● Task item
Among the entries, find the lines with the string "other" and report them.
*** Data in this exercise Section Begins ***
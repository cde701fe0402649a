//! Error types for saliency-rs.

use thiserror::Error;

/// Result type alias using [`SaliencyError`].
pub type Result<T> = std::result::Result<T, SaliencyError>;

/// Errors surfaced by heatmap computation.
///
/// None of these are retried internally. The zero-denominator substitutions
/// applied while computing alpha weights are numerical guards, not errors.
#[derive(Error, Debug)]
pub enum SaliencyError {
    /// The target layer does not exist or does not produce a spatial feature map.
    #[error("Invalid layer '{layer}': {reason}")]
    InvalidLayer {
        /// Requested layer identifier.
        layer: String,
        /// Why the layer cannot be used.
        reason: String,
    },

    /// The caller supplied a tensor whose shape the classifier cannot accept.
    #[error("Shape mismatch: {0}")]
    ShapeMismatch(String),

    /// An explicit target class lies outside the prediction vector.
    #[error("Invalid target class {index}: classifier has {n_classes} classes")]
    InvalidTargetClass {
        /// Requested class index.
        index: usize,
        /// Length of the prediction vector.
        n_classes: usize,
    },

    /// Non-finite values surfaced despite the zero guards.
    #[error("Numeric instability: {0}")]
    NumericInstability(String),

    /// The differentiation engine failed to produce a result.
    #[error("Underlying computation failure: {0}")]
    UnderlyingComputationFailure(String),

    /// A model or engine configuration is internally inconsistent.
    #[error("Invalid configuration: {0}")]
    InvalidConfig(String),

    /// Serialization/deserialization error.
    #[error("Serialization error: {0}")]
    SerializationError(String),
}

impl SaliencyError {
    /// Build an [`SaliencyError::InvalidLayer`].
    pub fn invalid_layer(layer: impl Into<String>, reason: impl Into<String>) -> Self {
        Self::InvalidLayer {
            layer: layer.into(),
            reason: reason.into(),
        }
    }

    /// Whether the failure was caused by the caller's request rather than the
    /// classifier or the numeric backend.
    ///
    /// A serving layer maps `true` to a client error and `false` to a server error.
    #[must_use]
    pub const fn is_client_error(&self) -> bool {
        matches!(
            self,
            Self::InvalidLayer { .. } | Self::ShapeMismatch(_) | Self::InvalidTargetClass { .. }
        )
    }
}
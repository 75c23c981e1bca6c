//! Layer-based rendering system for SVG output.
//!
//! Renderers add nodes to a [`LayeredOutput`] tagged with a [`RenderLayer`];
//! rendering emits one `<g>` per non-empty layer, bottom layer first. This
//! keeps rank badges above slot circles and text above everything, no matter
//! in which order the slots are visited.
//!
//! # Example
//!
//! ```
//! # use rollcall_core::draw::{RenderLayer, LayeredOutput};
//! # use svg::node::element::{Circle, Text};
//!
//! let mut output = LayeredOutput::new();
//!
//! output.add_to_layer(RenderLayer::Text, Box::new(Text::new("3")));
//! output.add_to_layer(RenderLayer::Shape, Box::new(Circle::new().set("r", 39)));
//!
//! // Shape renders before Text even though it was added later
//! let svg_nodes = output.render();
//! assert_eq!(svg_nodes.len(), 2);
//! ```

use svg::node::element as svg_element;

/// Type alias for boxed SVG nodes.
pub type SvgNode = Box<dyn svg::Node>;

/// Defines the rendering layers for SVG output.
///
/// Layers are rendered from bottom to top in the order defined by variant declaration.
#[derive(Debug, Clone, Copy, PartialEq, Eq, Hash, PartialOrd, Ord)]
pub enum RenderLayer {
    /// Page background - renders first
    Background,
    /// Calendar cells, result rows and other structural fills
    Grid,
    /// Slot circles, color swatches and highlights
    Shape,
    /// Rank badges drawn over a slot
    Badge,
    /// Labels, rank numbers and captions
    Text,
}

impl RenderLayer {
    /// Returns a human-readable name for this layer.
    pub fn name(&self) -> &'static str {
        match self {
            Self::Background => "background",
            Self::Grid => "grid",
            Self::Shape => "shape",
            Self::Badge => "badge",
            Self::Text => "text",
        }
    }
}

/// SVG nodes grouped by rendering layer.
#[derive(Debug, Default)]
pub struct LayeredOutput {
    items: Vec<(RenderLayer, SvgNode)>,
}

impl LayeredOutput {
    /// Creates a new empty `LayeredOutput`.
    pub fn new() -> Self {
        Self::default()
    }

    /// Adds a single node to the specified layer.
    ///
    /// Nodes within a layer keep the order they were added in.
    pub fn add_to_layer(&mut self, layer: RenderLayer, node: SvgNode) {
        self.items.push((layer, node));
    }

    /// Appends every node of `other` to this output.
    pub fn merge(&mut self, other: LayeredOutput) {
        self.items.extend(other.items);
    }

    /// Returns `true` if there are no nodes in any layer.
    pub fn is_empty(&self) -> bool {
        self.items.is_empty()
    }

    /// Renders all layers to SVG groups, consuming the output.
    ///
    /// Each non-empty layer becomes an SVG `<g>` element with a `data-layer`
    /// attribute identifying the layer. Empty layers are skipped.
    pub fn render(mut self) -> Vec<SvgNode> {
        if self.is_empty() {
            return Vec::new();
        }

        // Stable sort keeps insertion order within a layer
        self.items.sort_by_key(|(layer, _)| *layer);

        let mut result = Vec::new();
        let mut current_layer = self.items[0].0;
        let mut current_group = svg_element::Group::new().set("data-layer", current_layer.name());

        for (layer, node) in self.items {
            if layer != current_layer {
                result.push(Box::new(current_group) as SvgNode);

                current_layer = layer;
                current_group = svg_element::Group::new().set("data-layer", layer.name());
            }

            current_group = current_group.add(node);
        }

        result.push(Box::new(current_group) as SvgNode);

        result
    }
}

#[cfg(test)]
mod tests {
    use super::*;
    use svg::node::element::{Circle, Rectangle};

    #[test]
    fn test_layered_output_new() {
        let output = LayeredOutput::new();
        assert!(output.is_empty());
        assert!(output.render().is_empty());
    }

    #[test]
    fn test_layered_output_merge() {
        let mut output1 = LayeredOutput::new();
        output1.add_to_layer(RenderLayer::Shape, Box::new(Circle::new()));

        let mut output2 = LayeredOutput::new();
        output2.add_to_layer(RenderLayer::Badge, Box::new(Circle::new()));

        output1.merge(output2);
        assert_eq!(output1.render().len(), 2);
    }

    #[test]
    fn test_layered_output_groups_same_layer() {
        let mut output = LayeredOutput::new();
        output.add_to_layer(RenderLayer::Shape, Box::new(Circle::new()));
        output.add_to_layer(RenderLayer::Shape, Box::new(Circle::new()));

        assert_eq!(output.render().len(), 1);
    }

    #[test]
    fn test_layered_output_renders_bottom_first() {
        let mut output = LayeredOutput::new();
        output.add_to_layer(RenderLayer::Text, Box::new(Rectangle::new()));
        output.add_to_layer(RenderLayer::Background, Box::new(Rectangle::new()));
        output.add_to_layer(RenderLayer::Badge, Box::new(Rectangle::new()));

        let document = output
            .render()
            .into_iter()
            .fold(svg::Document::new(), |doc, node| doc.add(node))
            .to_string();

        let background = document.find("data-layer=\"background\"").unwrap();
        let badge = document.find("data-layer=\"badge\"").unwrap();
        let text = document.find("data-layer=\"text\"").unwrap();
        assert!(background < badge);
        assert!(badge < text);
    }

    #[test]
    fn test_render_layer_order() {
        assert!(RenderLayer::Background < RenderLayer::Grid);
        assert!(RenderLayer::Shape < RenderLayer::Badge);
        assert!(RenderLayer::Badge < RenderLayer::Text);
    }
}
*** Data in this exercise Section Ends ***
● Result for this task
    /// Calendar cells, result rows and other structural fills
    /// Appends every node of `other` to this output.
    pub fn merge(&mut self, other: LayeredOutput) {
        self.items.extend(other.items);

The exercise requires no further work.